First, Sean Avery received a six game suspension for his disgusting "sloppy seconds" remark and he was ordered into anger management which could make it longer. Some say Gary Bettman overplayed his hand here, but I say the suspension was nowhere near harsh enough. I would have benched Avery for the rest of the season and the playoffs, and if by chance the Dallas Stars win it all I would not allow his name to appear on the Stanley Cup.
Avery was a bad enough boy to begin with as a player (his "screening" stunt and his yelling at a female spectator, both earlier this year, are just two examples); but saying something like that, even off the ice, has no place even in crude private conversation.
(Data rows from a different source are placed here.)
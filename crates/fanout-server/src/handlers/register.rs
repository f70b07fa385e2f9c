//! Registration handlers — the client-facing subscription surface.
//!
//! | Method | Path | Notes |
//! |--------|------|-------|
//! | `POST` | `/add` | Body: subscription + platforms + per-type filter lists; replaces the stored filter set wholesale |
//! | `POST` | `/delete` | Body: `{"endpoint":"..."}`; drops every filter of the subscription |
//! | `POST` | `/:platform/delete` | Same body; unbinds only that platform |
//! | `GET`  | `/:endpoint` | `:endpoint` is URL-safe base64; returns `{type: [pattern, ...]}` |

use std::collections::BTreeMap;

use axum::{
  Json,
  extract::{Path, State},
};
use base64::{Engine as _, engine::general_purpose::URL_SAFE_NO_PAD};
use fanout_core::{
  Error,
  cache::Cache,
  dispatch::DispatchConfig,
  error::FieldErrors,
  store::SubscriptionStore,
  subscription::{Filter, NewRegistration},
  transport::PushTransport,
};
use serde_json::{Map, Value};

use crate::{AppState, error::ApiError, handlers};

// ─── Add ─────────────────────────────────────────────────────────────────────

/// `POST /add` — returns the number of filters stored.
pub async fn add<S, T, C>(
  State(state): State<AppState<S, T, C>>,
  Json(body): Json<Value>,
) -> Result<Json<usize>, ApiError>
where
  S: SubscriptionStore + 'static,
  T: PushTransport + 'static,
  C: Cache + 'static,
{
  let params = handlers::as_params(&body)?;
  let config = state.dispatcher.config();

  let subscription = handlers::parse_subscription(params, config)?;
  let platforms = parse_platforms(params, config)?;
  let filters = parse_filters(params, config)?;

  let stored = state
    .store
    .register(NewRegistration { subscription, platforms, filters })
    .await
    .map_err(|e| ApiError::Store(Box::new(e)))?;
  Ok(Json(stored))
}

/// Validate the platform list: every entry known, duplicates collapsed.
fn parse_platforms(
  params: &Map<String, Value>,
  config: &DispatchConfig,
) -> Result<Vec<String>, ApiError> {
  let entries = match params.get("platforms") {
    Some(Value::Array(entries)) if !entries.is_empty() => entries,
    _ => return Err(Error::invalid("platforms", "Missing platforms parameter").into()),
  };

  let mut platforms: Vec<String> = Vec::new();
  for entry in entries {
    let Some(platform) = entry.as_str() else {
      return Err(Error::invalid("platforms", "Missing platforms parameter").into());
    };
    let platform = platform.trim();
    config.validate_platform(platform)?;
    if !platforms.iter().any(|known| known == platform) {
      platforms.push(platform.to_string());
    }
  }
  Ok(platforms)
}

/// Collect the per-type filter lists. A type submitted with no non-empty
/// patterns is stored as one empty-pattern filter ("always matches");
/// malformed lists are aggregated into one validation error.
fn parse_filters(
  params: &Map<String, Value>,
  config: &DispatchConfig,
) -> Result<Vec<Filter>, ApiError> {
  let mut filters = Vec::new();
  let mut problems = FieldErrors::new();

  for entity_type in &config.entity_types {
    let Some(value) = params.get(entity_type) else { continue };
    match parse_filters_for_type(entity_type, value) {
      Ok(of_type) => filters.extend(of_type),
      Err(()) => {
        problems.insert(
          entity_type.clone(),
          "Parameter must be an array of strings".to_string(),
        );
      }
    }
  }

  if problems.is_empty() {
    Ok(filters)
  } else {
    Err(Error::Invalid(problems).into())
  }
}

fn parse_filters_for_type(entity_type: &str, value: &Value) -> Result<Vec<Filter>, ()> {
  let Some(patterns) = value.as_array() else { return Err(()) };

  let mut filters = Vec::new();
  for pattern in patterns {
    let Some(pattern) = pattern.as_str() else { return Err(()) };
    let pattern = pattern.trim();
    if !pattern.is_empty() {
      filters.push(Filter {
        entity_type: entity_type.to_string(),
        pattern:     pattern.to_string(),
      });
    }
  }
  if filters.is_empty() {
    filters.push(Filter {
      entity_type: entity_type.to_string(),
      pattern:     String::new(),
    });
  }
  Ok(filters)
}

// ─── Delete ──────────────────────────────────────────────────────────────────

/// `POST /delete` — drop every filter of the subscription. Returns the
/// number of removed filters.
pub async fn delete_all<S, T, C>(
  State(state): State<AppState<S, T, C>>,
  Json(body): Json<Value>,
) -> Result<Json<usize>, ApiError>
where
  S: SubscriptionStore + 'static,
  T: PushTransport + 'static,
  C: Cache + 'static,
{
  let params = handlers::as_params(&body)?;
  let endpoint = parse_endpoint(params, state.dispatcher.config())?;

  let removed = state
    .store
    .remove_subscription(&endpoint)
    .await
    .map_err(|e| ApiError::Store(Box::new(e)))?;
  Ok(Json(removed))
}

/// `POST /:platform/delete` — unbind one platform from the subscription's
/// filters. Returns the number of removed bindings.
pub async fn delete_platform<S, T, C>(
  Path(platform): Path<String>,
  State(state): State<AppState<S, T, C>>,
  Json(body): Json<Value>,
) -> Result<Json<usize>, ApiError>
where
  S: SubscriptionStore + 'static,
  T: PushTransport + 'static,
  C: Cache + 'static,
{
  let config = state.dispatcher.config();
  config.validate_platform(&platform)?;
  let params = handlers::as_params(&body)?;
  let endpoint = parse_endpoint(params, config)?;

  let removed = state
    .store
    .remove_platform(&endpoint, &platform)
    .await
    .map_err(|e| ApiError::Store(Box::new(e)))?;
  Ok(Json(removed))
}

fn parse_endpoint(
  params: &Map<String, Value>,
  config: &DispatchConfig,
) -> Result<String, ApiError> {
  let Some(endpoint) = params.get("endpoint").and_then(Value::as_str) else {
    return Err(Error::invalid("endpoint", "Missing endpoint parameter").into());
  };
  config.validate_endpoint(endpoint)?;
  Ok(endpoint.to_string())
}

// ─── Get ─────────────────────────────────────────────────────────────────────

/// `GET /:endpoint` — stored filters for an endpoint, grouped by type.
pub async fn get_filters<S, T, C>(
  Path(encoded): Path<String>,
  State(state): State<AppState<S, T, C>>,
) -> Result<Json<BTreeMap<String, Vec<String>>>, ApiError>
where
  S: SubscriptionStore + 'static,
  T: PushTransport + 'static,
  C: Cache + 'static,
{
  let endpoint = decode_endpoint(&encoded)
    .ok_or_else(|| Error::invalid("endpoint", "Invalid endpoint parameter"))?;
  state.dispatcher.config().validate_endpoint(&endpoint)?;

  let filters = state
    .store
    .filters_for_endpoint(&endpoint)
    .await
    .map_err(|e| ApiError::Store(Box::new(e)))?;
  Ok(Json(filters))
}

/// Decode a URL-safe base64 endpoint, tolerating padded input.
fn decode_endpoint(encoded: &str) -> Option<String> {
  let bytes = URL_SAFE_NO_PAD.decode(encoded.trim_end_matches('=')).ok()?;
  String::from_utf8(bytes).ok()
}
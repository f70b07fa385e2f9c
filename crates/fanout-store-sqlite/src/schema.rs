//! SQL schema for the Fanout SQLite store.
//!
//! Executed once at connection startup. Foreign keys carry `ON DELETE
//! CASCADE` so removing a subscription removes its filters, and removing a
//! filter removes its platform bindings — the invalidation cascade the
//! dispatch core relies on.

/// Full schema DDL; idempotent thanks to `CREATE TABLE IF NOT EXISTS`.
pub const SCHEMA: &str = "
PRAGMA journal_mode = WAL;
PRAGMA foreign_keys = ON;

CREATE TABLE IF NOT EXISTS subscriptions (
    subscription_id INTEGER PRIMARY KEY,
    endpoint        TEXT NOT NULL UNIQUE,
    p256dh          TEXT NOT NULL,
    auth            TEXT NOT NULL,
    expiration      REAL             -- expirationTime as reported by the client
);

CREATE TABLE IF NOT EXISTS filters (
    filter_id       INTEGER PRIMARY KEY,
    subscription_id INTEGER NOT NULL
                    REFERENCES subscriptions(subscription_id) ON DELETE CASCADE,
    entity_type     TEXT NOT NULL,
    pattern         TEXT NOT NULL    -- '' matches every entity of the type
);

CREATE TABLE IF NOT EXISTS filter_platforms (
    filter_id INTEGER NOT NULL REFERENCES filters(filter_id) ON DELETE CASCADE,
    platform  TEXT NOT NULL,
    UNIQUE (filter_id, platform)
);

-- Write-ahead delivery record: one row per attempted notification,
-- inserted before the transport reports any outcome. Append-only.
CREATE TABLE IF NOT EXISTS notification_history (
    history_id      INTEGER PRIMARY KEY,
    subscription_id INTEGER,         -- NULL for test notifications
    payload         TEXT NOT NULL,
    recorded_at     TEXT NOT NULL
);

-- Append-only delivery/persistence error log.
CREATE TABLE IF NOT EXISTS notification_errors (
    error_id    INTEGER PRIMARY KEY,
    source      TEXT NOT NULL,
    message     TEXT NOT NULL,
    details     TEXT NOT NULL,
    recorded_at TEXT NOT NULL
);

CREATE INDEX IF NOT EXISTS filters_subscription_idx  ON filters(subscription_id);
CREATE INDEX IF NOT EXISTS filters_type_idx          ON filters(entity_type);
CREATE INDEX IF NOT EXISTS filter_platforms_idx      ON filter_platforms(platform);
CREATE INDEX IF NOT EXISTS history_subscription_idx  ON notification_history(subscription_id);

PRAGMA user_version = 1;
";
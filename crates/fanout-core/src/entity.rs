//! Incoming tagged entities and per-request match results.

use std::collections::BTreeMap;

use serde_json::Value;

use crate::{matcher::WordSet, subscription::SubscriptionId};

/// Display info attached to a notification when the request omits it.
pub const DEFAULT_INFO: &str = "New notification";

/// One tagged item from an incoming push request. Request-scoped; the tag
/// text is split into search words exactly once, here.
#[derive(Debug, Clone, PartialEq)]
pub struct Entity {
  pub search: WordSet,
  /// Opaque display info forwarded verbatim into notification payloads.
  pub info:   Value,
}

impl Entity {
  /// Parse one request value into the entities it lists.
  ///
  /// The error string names what was wrong with the value; the caller embeds
  /// it into its per-type validation message.
  pub fn parse_list(value: &Value) -> Result<Vec<Entity>, String> {
    let Some(items) = value.as_array() else {
      return Err("Expected an array".to_string());
    };

    let mut entities = Vec::with_capacity(items.len());
    for item in items {
      let Some(tags) = item.get("tags") else {
        return Err("Missing tags property".to_string());
      };
      let Some(tags) = tags.as_str() else {
        return Err("Expected a string as tags property".to_string());
      };
      let info = item
        .get("info")
        .cloned()
        .unwrap_or_else(|| Value::String(DEFAULT_INFO.to_string()));
      entities.push(Entity { search: WordSet::new(tags), info });
    }
    Ok(entities)
  }
}

/// Subscription id → entity type → `info` values of matched entities, in
/// request order. Built fresh per request, never persisted.
pub type MatchResult = BTreeMap<SubscriptionId, BTreeMap<String, Vec<Value>>>;

#[cfg(test)]
mod tests {
  use serde_json::json;

  use super::*;

  #[test]
  fn parses_entities_and_defaults_info() {
    let value = json!([
      { "tags": "Go Words Fast", "info": "X" },
      { "tags": "other" },
    ]);
    let entities = Entity::parse_list(&value).unwrap();
    assert_eq!(entities.len(), 2);
    assert_eq!(entities[0].search.words(), ["go", "words", "fast"]);
    assert_eq!(entities[0].info, json!("X"));
    assert_eq!(entities[1].info, json!(DEFAULT_INFO));
  }

  #[test]
  fn rejects_non_array() {
    assert_eq!(
      Entity::parse_list(&json!("nope")).unwrap_err(),
      "Expected an array"
    );
  }

  #[test]
  fn rejects_missing_tags() {
    assert_eq!(
      Entity::parse_list(&json!([{ "info": "X" }])).unwrap_err(),
      "Missing tags property"
    );
  }

  #[test]
  fn rejects_non_string_tags() {
    assert_eq!(
      Entity::parse_list(&json!([{ "tags": 7 }])).unwrap_err(),
      "Expected a string as tags property"
    );
  }

  #[test]
  fn info_may_be_structured() {
    let value = json!([{ "tags": "a", "info": { "title": "t", "url": "u" } }]);
    let entities = Entity::parse_list(&value).unwrap();
    assert_eq!(entities[0].info, json!({ "title": "t", "url": "u" }));
  }
}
I'm all for freedom of speech but I would never say that about an ex-girlfriend and her current paramour -- it shows a complete lack of class. Say what you will about Elisha Cuthbert and Rachel Hunter but they and their respective current boyfriends, Dion Phaneuf and Jarrett Stoll, deserve better. No amount of anger management will ever wipe out any latent misogyny either.
For what it's worth, the Stars may try to fire Avery all together citing the CBA's "morals clause" and I hope they do.
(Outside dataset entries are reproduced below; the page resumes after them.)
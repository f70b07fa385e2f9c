//! HTTP error mapping for the Fanout service.
//!
//! Only authorization, rate-limit and validation failures are
//! caller-visible by design; delivery and persistence problems are absorbed
//! into the audit log before a response is built. Anything surfacing here as
//! a store error is a read path that could not proceed at all.

use axum::{
  Json,
  http::{HeaderValue, StatusCode, header},
  response::{IntoResponse, Response},
};
use serde_json::json;
use thiserror::Error;

#[derive(Debug, Error)]
pub enum ApiError {
  #[error(transparent)]
  Core(#[from] fanout_core::Error),

  #[error("bad request: {0}")]
  BadRequest(String),

  #[error("store error: {0}")]
  Store(#[source] Box<dyn std::error::Error + Send + Sync>),
}

impl IntoResponse for ApiError {
  fn into_response(self) -> Response {
    match self {
      ApiError::Core(fanout_core::Error::Forbidden) => (
        StatusCode::FORBIDDEN,
        Json(json!({ "error": "Permission denied" })),
      )
        .into_response(),

      ApiError::Core(fanout_core::Error::RateLimited { min_delay, retry_after }) => {
        let message =
          format!("Rate limit of one request per {min_delay} seconds exceeded");
        let mut response = (
          StatusCode::TOO_MANY_REQUESTS,
          Json(json!({ "error": message })),
        )
          .into_response();
        if let Ok(value) = HeaderValue::from_str(&retry_after.to_string()) {
          response.headers_mut().insert(header::RETRY_AFTER, value);
        }
        response
      }

      ApiError::Core(fanout_core::Error::Invalid(fields)) => {
        (StatusCode::BAD_REQUEST, Json(json!({ "errors": fields }))).into_response()
      }

      ApiError::Core(fanout_core::Error::Store(e)) => (
        StatusCode::INTERNAL_SERVER_ERROR,
        Json(json!({ "error": e.to_string() })),
      )
        .into_response(),

      ApiError::BadRequest(message) => {
        (StatusCode::BAD_REQUEST, Json(json!({ "error": message }))).into_response()
      }

      ApiError::Store(e) => (
        StatusCode::INTERNAL_SERVER_ERROR,
        Json(json!({ "error": e.to_string() })),
      )
        .into_response(),
    }
  }
}
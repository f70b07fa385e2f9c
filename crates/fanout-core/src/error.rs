//! Error types for `fanout-core`.

use std::collections::BTreeMap;

use thiserror::Error;

/// Per-field validation failures, keyed by the offending request field.
pub type FieldErrors = BTreeMap<String, String>;

#[derive(Debug, Error)]
pub enum Error {
  /// Shared-secret mismatch. Surfaced before any store access.
  #[error("permission denied")]
  Forbidden,

  /// Admission check rejected the request.
  #[error("rate limit of one request per {min_delay} seconds exceeded")]
  RateLimited {
    /// The configured minimum delay, in seconds.
    min_delay:   u64,
    /// Seconds until the next request for this key would be admitted.
    retry_after: u64,
  },

  /// Malformed request input, one message per offending field.
  #[error("invalid parameters: {}", format_fields(.0))]
  Invalid(FieldErrors),

  #[error("store error: {0}")]
  Store(#[source] Box<dyn std::error::Error + Send + Sync>),
}

impl Error {
  /// A validation error for a single field.
  pub fn invalid(field: impl Into<String>, message: impl Into<String>) -> Self {
    let mut fields = FieldErrors::new();
    fields.insert(field.into(), message.into());
    Error::Invalid(fields)
  }

  /// Wrap a storage backend error.
  pub fn store<E>(source: E) -> Self
  where
    E: std::error::Error + Send + Sync + 'static,
  {
    Error::Store(Box::new(source))
  }
}

fn format_fields(fields: &FieldErrors) -> String {
  fields
    .iter()
    .map(|(field, message)| format!("{field}: {message}"))
    .collect::<Vec<_>>()
    .join("; ")
}

pub type Result<T, E = Error> = std::result::Result<T, E>;
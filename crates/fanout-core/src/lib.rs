//! Core types and trait definitions for the Fanout push dispatch engine.
//!
//! This crate is deliberately free of HTTP and database dependencies.
//! It owns the filter-match algorithm and the dispatch/reconciliation
//! pipeline; storage backends and delivery transports plug in through the
//! [`store::SubscriptionStore`] and [`transport::PushTransport`] traits.

// We intentionally use native `async fn` in traits (stabilised in Rust 1.75).
// Suppress the advisory lint about `Send` bounds on the returned futures.
#![allow(async_fn_in_trait)]

pub mod audit;
pub mod cache;
pub mod dispatch;
pub mod entity;
pub mod error;
pub mod limiter;
pub mod matcher;
pub mod store;
pub mod subscription;
pub mod transport;

pub use error::{Error, Result};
Second, O.J. Simpson got 9 to 33 years for the armed robbery last year in Las Vegas, where he claims he was trying to take back stuff stolen from him. With good behaviour he could possibly be out in as little as five. Even if he didn't "know" he was breaking the law, he knew he was acting with depraved indifference towards his victims (in this case a pawn broker and his associates).
I have to wonder though if there was extra time added on only because he is still perceived in most quarters as having "gotten away with murder," namely the deaths of Nicole Brown and Ronald Goldman Most jurisdictions I'm aware of in the States, the max for armed robbery where no one dies or is disabled is fourteen, tops. Simpson has no chance of overturning his conviction but I think he has an argument on sentence especially if others have gotten less for similar crimes.
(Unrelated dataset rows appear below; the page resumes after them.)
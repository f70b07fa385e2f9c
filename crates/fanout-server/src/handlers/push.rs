//! Push handlers — the notification-producing surface.

use axum::{
  Json,
  extract::{Path, State},
};
use fanout_core::{
  Error,
  cache::Cache,
  dispatch::DeliveryReport,
  store::SubscriptionStore,
  transport::PushTransport,
};
use serde_json::{Map, Value};

use crate::{AppState, error::ApiError, handlers};

/// `POST /:platform/push` — match entities against the platform's filters
/// and dispatch the resulting notifications. Requires the shared secret.
pub async fn push<S, T, C>(
  Path(platform): Path<String>,
  State(state): State<AppState<S, T, C>>,
  Json(body): Json<Value>,
) -> Result<Json<DeliveryReport>, ApiError>
where
  S: SubscriptionStore + 'static,
  T: PushTransport + 'static,
  C: Cache + 'static,
{
  let params = handlers::as_params(&body)?;
  authorize(params, &state.config.push_secret)?;

  let report = state.dispatcher.push(&platform, params).await?;
  Ok(Json(report))
}

/// The shared-secret check runs before anything touches the store.
fn authorize(params: &Map<String, Value>, secret: &str) -> Result<(), ApiError> {
  match params.get("key").and_then(Value::as_str) {
    Some(key) if key == secret => Ok(()),
    _ => Err(Error::Forbidden.into()),
  }
}

/// `POST /test` — send a notification straight back to the submitted
/// subscription. Unauthenticated, so admission is rate limited per endpoint.
pub async fn test<S, T, C>(
  State(state): State<AppState<S, T, C>>,
  Json(body): Json<Value>,
) -> Result<Json<DeliveryReport>, ApiError>
where
  S: SubscriptionStore + 'static,
  T: PushTransport + 'static,
  C: Cache + 'static,
{
  let params = handlers::as_params(&body)?;
  let subscription = handlers::parse_subscription(params, state.dispatcher.config())?;
  let payload = params.get("payload").cloned();

  let report = state.dispatcher.test(subscription, payload).await?;
  Ok(Json(report))
}
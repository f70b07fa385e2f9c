//! The filter-match algorithm.
//!
//! A filter is a whitespace-separated list of lowercase words; it matches an
//! entity when every filter word is a prefix of a *distinct* word in the
//! entity's tag text. An empty filter matches everything.

/// A text split into its non-empty lowercase words, in order.
///
/// Built once per filter and once per entity, then reused across every
/// evaluation involving that text.
#[derive(Debug, Clone, Default, PartialEq, Eq)]
pub struct WordSet(Vec<String>);

impl WordSet {
  pub fn new(text: &str) -> Self {
    WordSet(
      text
        .split_whitespace()
        .map(|word| word.to_lowercase())
        .collect(),
    )
  }

  pub fn is_empty(&self) -> bool {
    self.0.is_empty()
  }

  pub fn words(&self) -> &[String] {
    &self.0
  }
}

/// Test whether every filter word has a distinct prefix match among the
/// search words.
///
/// Each search word may satisfy at most one filter word: without that
/// consumption rule the filter "har har" would trigger on the single word
/// "hares". Consumption state is local to this one evaluation.
pub fn matches(filter: &WordSet, search: &WordSet) -> bool {
  if filter.0.is_empty() {
    return true;
  }

  let mut consumed = vec![false; search.0.len()];
  'filters: for want in &filter.0 {
    for (i, have) in search.0.iter().enumerate() {
      if !consumed[i] && have.starts_with(want.as_str()) {
        consumed[i] = true;
        continue 'filters;
      }
    }
    return false;
  }
  true
}
//! Request handlers for the Fanout HTTP surface.

pub mod push;
pub mod register;

use fanout_core::{
  Error, dispatch::DispatchConfig, subscription::NewSubscription,
};
use serde_json::{Map, Value};

use crate::error::ApiError;

/// Pull the request body out as a JSON object.
pub(crate) fn as_params(body: &Value) -> Result<&Map<String, Value>, ApiError> {
  body
    .as_object()
    .ok_or_else(|| ApiError::BadRequest("Invalid input data".to_string()))
}

/// Validate and return the push subscription carried in the request body.
pub(crate) fn parse_subscription(
  params: &Map<String, Value>,
  config: &DispatchConfig,
) -> Result<NewSubscription, ApiError> {
  let Some(value) = params.get("subscription") else {
    return Err(Error::invalid("subscription", "Missing subscription parameter").into());
  };
  let subscription: NewSubscription = serde_json::from_value(value.clone())
    .map_err(|_| Error::invalid("subscription", "Invalid subscription parameters"))?;
  config.validate_subscription(&subscription)?;
  Ok(subscription)
}
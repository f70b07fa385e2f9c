//! Cache-backed admission control for the manual test-notification path.

use std::{sync::Arc, time::Duration};

use chrono::Utc;

use crate::{cache::Cache, error::Error};

/// Single-flight admission check, one entry per key.
pub struct RateLimiter<C> {
  cache: Arc<C>,
}

impl<C: Cache> RateLimiter<C> {
  pub fn new(cache: Arc<C>) -> Self {
    RateLimiter { cache }
  }

  /// Admit one request for `key`, or reject with [`Error::RateLimited`]
  /// when a prior request landed less than `min_delay` ago.
  ///
  /// Admission relies on the cache's atomic store-if-absent, so two
  /// near-simultaneous requests for the same key cannot both be admitted.
  pub async fn admit(&self, key: &str, min_delay: Duration) -> Result<(), Error> {
    if min_delay.is_zero() {
      return Ok(());
    }

    let now = Utc::now().timestamp();
    if self.cache.add(key, now, min_delay).await {
      return Ok(());
    }

    let min_delay_secs = min_delay.as_secs();
    // Lost the slot. Read the prior timestamp for retry-after context; if
    // the entry expired in between, stay rejected with the full delay
    // rather than racing a second add.
    let retry_after = match self.cache.get(key).await {
      Some(prior) => {
        let elapsed = now.saturating_sub(prior).max(0) as u64;
        min_delay_secs.saturating_sub(elapsed).max(1)
      }
      None => min_delay_secs,
    };
    Err(Error::RateLimited { min_delay: min_delay_secs, retry_after })
  }
}

#[cfg(test)]
mod tests {
  use super::*;
  use crate::cache::MemoryCache;

  fn limiter() -> RateLimiter<MemoryCache> {
    RateLimiter::new(Arc::new(MemoryCache::new()))
  }

  #[tokio::test]
  async fn first_admitted_second_rejected() {
    let limiter = limiter();
    let delay = Duration::from_secs(30);
    assert!(limiter.admit("/test:ep", delay).await.is_ok());
    let rejection = limiter.admit("/test:ep", delay).await.unwrap_err();
    match rejection {
      Error::RateLimited { min_delay, retry_after } => {
        assert_eq!(min_delay, 30);
        assert!(retry_after >= 1 && retry_after <= 30);
      }
      other => panic!("expected RateLimited, got {other:?}"),
    }
  }

  #[tokio::test]
  async fn admitted_again_after_delay_elapses() {
    let limiter = limiter();
    let delay = Duration::from_millis(20);
    assert!(limiter.admit("/test:ep", delay).await.is_ok());
    std::thread::sleep(Duration::from_millis(30));
    assert!(limiter.admit("/test:ep", delay).await.is_ok());
  }

  #[tokio::test]
  async fn distinct_keys_do_not_interfere() {
    let limiter = limiter();
    let delay = Duration::from_secs(30);
    assert!(limiter.admit("/test:a", delay).await.is_ok());
    assert!(limiter.admit("/test:b", delay).await.is_ok());
  }

  #[tokio::test]
  async fn zero_delay_disables_limiting() {
    let limiter = limiter();
    assert!(limiter.admit("/test:ep", Duration::ZERO).await.is_ok());
    assert!(limiter.admit("/test:ep", Duration::ZERO).await.is_ok());
  }
}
It's a weird comparison, I know, but fifty years after Louis Riel was hanged for treason, one of the jurors who convicted him -- Edwin Brooks -- and who along with his colleagues unanimously pleaded for mercy from John A. MacDonald, said, "We tried him for treason, but he was hanged for the execution of Thomas Scott."
It's a well established principle you're sentenced for the crime on which you were convicted, not for the stuff you were not convicted for.
I don't wish Simpson well -- he got what was coming to him in this case, at least on the conviction, and I also think he should be kicked out of the Hall of Fame -- but the sentence could set a bad precedent for others who aren't an actor / athlete / comedian / journalist.